Count the lines in the material below that contain the word "unwrap" and give the number alone.
Start of Block
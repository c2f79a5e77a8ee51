//! Feedback oracles
//!
//! An oracle scores guesses against a hidden target. The solver only ever
//! talks to the [`Oracle`] trait.

use crate::core::{Dictionary, Feedback, Word};
use thiserror::Error;

/// Errors raised by an oracle
#[derive(Debug, Clone, PartialEq, Eq, Error)]
pub enum OracleError {
    /// The guess is not an accepted dictionary word
    #[error("invalid guess '{0}': not in the dictionary")]
    InvalidGuess(String),
    /// The hidden target is not an accepted dictionary word
    #[error("unknown target '{0}': not in the dictionary")]
    UnknownTarget(String),
}

/// Scores a guess with one classification per position
pub trait Oracle {
    /// Classify every letter of `guess`
    ///
    /// # Errors
    /// Returns `OracleError::InvalidGuess` if the guess is not accepted.
    fn classify(&self, guess: &Word) -> Result<Feedback, OracleError>;
}

/// Oracle bound to a hidden target word from a dictionary
pub struct TargetOracle<'a> {
    target: Word,
    dictionary: &'a Dictionary,
}

impl<'a> TargetOracle<'a> {
    /// Bind an oracle to `target`
    ///
    /// # Errors
    /// Returns `OracleError::UnknownTarget` if the target is not a
    /// dictionary word.
    ///
    /// # Examples
    /// ```
    /// use wordle_greedy::core::{Dictionary, Word};
    /// use wordle_greedy::oracle::{Oracle, TargetOracle};
    ///
    /// let dictionary = Dictionary::from_strs(&["crane", "slate"]);
    /// let oracle = TargetOracle::new("slate", &dictionary).unwrap();
    ///
    /// let feedback = oracle.classify(&Word::new("crane").unwrap()).unwrap();
    /// assert_eq!(feedback.to_string(), "--G-G");
    /// assert!(oracle.classify(&Word::new("zzzzz").unwrap()).is_err());
    /// ```
    pub fn new(target: &str, dictionary: &'a Dictionary) -> Result<Self, OracleError> {
        let target = dictionary
            .get(target)
            .cloned()
            .ok_or_else(|| OracleError::UnknownTarget(target.to_string()))?;

        Ok(Self { target, dictionary })
    }

    #[must_use]
    pub const fn target(&self) -> &Word {
        &self.target
    }
}

impl Oracle for TargetOracle<'_> {
    fn classify(&self, guess: &Word) -> Result<Feedback, OracleError> {
        if !self.dictionary.contains(guess) {
            return Err(OracleError::InvalidGuess(guess.text().to_string()));
        }
        Ok(Feedback::calculate(guess, &self.target))
    }
}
End of Block
*Result of this exercise:* 3